## To do
Counting only lines that contain "await", state the total found in the material below. Add nothing else.

## Records for this task

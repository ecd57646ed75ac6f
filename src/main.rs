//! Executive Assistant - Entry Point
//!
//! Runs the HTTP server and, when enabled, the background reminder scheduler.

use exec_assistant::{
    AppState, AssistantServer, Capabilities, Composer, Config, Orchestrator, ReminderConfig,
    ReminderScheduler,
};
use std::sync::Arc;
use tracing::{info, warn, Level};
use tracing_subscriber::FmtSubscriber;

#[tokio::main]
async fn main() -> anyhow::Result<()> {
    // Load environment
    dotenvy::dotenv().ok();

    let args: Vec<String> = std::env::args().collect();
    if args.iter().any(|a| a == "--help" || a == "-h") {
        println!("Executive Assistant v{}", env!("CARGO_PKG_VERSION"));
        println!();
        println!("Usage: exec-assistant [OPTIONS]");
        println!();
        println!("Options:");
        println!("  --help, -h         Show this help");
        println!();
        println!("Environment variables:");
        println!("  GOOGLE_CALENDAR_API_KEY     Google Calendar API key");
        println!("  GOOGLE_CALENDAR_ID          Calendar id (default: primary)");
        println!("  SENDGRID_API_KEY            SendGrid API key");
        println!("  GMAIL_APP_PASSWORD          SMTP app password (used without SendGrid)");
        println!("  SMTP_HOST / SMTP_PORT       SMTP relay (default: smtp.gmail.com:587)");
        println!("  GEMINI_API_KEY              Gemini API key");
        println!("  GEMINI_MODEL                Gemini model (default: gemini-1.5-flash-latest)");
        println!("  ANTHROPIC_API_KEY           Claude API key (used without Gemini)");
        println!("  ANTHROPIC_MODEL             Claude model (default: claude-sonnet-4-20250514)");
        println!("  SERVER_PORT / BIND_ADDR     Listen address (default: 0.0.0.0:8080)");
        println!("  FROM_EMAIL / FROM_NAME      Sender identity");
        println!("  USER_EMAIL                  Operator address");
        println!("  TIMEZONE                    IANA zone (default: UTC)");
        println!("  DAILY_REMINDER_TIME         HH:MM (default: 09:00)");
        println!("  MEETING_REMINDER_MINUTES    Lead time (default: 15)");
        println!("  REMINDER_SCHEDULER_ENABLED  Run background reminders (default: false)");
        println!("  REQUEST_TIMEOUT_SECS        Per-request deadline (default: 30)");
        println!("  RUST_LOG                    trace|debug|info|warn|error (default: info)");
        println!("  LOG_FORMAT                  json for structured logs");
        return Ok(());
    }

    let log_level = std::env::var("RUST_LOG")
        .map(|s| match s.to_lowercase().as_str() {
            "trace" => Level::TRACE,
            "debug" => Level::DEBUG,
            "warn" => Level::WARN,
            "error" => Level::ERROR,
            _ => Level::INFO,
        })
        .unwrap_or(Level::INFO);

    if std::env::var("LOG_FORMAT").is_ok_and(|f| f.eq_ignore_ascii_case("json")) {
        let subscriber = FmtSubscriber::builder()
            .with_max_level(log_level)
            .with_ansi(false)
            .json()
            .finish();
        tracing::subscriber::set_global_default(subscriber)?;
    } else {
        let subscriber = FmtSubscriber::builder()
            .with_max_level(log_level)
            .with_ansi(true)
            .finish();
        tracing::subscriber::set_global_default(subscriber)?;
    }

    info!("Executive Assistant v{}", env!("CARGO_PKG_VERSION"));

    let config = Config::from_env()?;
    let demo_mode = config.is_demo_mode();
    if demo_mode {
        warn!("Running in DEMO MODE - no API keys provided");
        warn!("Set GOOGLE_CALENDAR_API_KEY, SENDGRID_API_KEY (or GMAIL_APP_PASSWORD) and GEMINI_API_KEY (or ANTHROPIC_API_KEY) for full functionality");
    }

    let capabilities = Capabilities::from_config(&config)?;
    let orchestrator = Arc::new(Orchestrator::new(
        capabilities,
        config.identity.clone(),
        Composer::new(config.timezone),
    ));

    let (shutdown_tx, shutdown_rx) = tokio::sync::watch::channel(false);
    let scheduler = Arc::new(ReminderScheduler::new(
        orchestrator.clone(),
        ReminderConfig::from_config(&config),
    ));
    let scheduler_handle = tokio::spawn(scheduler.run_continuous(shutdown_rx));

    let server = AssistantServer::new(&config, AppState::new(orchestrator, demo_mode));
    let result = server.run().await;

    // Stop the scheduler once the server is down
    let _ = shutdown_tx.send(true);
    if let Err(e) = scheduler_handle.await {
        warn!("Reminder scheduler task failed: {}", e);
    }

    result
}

## Expected answer
2